(Collected data entries)
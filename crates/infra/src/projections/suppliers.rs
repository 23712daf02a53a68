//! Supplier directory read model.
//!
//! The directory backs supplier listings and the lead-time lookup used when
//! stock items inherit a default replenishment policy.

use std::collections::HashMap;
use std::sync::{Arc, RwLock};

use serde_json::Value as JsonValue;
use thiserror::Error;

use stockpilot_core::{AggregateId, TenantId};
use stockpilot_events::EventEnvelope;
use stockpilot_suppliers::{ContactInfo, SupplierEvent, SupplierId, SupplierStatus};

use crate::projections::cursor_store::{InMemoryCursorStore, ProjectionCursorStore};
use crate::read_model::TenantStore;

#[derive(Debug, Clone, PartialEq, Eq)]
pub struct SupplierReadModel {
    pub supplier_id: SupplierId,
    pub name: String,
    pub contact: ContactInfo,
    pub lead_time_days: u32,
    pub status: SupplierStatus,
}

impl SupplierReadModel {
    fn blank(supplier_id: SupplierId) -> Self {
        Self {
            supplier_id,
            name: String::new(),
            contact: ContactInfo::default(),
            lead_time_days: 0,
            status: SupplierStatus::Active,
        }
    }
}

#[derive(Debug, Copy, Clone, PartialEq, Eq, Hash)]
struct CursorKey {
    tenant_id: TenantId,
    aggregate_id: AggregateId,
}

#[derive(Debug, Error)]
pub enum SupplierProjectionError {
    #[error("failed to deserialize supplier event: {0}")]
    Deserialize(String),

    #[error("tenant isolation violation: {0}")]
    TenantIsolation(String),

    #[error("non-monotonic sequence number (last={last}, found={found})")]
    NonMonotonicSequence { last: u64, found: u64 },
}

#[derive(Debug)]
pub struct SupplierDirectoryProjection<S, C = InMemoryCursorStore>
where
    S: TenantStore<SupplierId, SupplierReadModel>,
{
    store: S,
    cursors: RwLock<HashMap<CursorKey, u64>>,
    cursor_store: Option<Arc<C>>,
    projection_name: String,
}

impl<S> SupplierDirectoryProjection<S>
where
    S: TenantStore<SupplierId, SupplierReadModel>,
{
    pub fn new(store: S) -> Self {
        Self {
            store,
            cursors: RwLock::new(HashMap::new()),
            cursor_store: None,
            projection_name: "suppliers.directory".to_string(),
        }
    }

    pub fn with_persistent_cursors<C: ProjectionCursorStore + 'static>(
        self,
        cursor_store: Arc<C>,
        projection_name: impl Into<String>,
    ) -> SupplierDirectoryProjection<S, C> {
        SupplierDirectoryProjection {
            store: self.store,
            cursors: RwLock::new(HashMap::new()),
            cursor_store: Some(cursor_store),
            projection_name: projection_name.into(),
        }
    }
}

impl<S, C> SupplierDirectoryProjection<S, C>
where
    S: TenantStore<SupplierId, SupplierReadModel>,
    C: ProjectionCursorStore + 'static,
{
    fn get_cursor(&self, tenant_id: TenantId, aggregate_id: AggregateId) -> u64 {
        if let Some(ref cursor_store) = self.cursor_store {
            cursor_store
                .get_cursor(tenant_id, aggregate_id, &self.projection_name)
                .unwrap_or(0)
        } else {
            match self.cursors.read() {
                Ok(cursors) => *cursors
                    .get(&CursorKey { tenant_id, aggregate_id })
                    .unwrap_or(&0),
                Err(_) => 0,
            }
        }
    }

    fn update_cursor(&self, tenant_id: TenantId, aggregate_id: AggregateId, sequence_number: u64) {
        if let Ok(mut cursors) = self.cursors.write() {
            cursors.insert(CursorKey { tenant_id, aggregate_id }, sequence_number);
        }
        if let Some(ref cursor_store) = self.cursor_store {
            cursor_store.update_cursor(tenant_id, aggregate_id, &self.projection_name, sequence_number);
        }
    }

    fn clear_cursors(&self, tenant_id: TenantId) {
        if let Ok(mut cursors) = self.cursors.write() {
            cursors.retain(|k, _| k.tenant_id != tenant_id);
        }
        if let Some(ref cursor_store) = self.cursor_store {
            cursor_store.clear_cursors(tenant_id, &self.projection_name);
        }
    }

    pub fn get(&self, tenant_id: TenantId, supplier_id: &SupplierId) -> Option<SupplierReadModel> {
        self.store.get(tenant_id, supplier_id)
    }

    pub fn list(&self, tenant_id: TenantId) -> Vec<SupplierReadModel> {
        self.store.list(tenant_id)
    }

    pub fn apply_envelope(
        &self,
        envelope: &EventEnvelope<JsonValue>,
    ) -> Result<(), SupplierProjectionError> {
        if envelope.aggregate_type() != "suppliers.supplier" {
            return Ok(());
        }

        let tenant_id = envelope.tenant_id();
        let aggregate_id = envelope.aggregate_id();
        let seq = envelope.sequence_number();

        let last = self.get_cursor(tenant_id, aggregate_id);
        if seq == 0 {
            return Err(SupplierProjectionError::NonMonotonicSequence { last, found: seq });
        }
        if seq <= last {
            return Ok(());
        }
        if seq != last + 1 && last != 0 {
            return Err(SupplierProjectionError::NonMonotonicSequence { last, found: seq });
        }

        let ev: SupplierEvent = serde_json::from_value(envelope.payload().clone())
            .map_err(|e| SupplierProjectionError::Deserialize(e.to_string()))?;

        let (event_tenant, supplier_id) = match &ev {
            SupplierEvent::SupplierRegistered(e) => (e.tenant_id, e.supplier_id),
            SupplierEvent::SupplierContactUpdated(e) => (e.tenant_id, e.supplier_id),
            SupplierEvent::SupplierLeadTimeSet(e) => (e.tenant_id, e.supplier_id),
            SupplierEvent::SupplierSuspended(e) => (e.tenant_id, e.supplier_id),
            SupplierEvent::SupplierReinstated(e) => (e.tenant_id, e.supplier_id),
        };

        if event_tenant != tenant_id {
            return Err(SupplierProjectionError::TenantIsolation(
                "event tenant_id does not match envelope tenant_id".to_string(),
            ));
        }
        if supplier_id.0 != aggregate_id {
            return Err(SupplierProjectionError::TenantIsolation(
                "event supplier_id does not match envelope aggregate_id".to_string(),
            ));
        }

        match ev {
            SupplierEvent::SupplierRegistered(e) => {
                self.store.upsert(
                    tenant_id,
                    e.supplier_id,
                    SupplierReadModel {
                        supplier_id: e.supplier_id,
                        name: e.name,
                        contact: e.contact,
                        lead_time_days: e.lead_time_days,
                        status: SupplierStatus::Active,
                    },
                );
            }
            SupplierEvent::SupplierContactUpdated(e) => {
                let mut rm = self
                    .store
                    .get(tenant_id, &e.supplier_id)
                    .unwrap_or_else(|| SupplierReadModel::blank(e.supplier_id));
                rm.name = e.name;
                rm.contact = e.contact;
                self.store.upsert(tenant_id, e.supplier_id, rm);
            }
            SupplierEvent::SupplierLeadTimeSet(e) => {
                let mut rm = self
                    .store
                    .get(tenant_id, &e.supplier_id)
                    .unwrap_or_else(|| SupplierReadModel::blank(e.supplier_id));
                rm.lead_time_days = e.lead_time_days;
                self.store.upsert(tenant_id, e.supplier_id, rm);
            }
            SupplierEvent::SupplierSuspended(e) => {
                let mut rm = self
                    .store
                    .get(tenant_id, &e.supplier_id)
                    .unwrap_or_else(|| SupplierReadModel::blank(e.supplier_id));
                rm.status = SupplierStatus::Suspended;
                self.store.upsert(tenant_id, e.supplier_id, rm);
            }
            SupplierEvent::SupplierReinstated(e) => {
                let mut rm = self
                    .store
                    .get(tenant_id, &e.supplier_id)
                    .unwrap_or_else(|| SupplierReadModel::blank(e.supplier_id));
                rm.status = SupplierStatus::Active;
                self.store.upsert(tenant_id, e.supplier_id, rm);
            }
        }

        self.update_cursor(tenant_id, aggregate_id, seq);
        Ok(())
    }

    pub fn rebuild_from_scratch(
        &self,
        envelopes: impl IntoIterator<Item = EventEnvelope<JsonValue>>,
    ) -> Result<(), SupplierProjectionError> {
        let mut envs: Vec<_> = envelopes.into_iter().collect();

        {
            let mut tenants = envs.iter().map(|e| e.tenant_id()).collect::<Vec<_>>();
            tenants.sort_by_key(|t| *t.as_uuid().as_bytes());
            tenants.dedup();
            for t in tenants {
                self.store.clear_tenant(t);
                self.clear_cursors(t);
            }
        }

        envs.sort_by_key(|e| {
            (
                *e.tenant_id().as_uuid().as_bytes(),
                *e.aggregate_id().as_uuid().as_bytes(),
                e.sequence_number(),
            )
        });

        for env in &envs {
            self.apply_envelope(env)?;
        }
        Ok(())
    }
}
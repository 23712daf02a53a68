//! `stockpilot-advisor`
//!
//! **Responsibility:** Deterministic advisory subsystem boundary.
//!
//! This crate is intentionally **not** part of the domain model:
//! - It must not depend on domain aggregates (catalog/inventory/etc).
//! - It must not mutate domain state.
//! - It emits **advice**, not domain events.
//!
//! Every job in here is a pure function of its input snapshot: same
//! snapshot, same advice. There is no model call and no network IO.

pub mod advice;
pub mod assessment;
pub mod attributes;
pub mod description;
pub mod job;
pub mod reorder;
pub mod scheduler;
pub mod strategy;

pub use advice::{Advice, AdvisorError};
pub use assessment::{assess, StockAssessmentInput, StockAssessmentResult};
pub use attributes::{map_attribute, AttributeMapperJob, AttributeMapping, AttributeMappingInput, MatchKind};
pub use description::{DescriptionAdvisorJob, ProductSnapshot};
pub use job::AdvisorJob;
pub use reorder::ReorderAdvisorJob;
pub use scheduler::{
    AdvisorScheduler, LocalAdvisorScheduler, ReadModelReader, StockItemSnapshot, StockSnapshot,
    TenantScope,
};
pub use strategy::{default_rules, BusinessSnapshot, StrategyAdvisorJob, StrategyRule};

# The task
Retype exactly, and only, the lines above from the one where "mutate domain state." occurs up to and including the one where "pub mod advice;" occurs.

# Task result
//! - It must not mutate domain state.
//! - It emits **advice**, not domain events.
//!
//! Every job in here is a pure function of its input snapshot: same
//! snapshot, same advice. There is no model call and no network IO.

pub mod advice;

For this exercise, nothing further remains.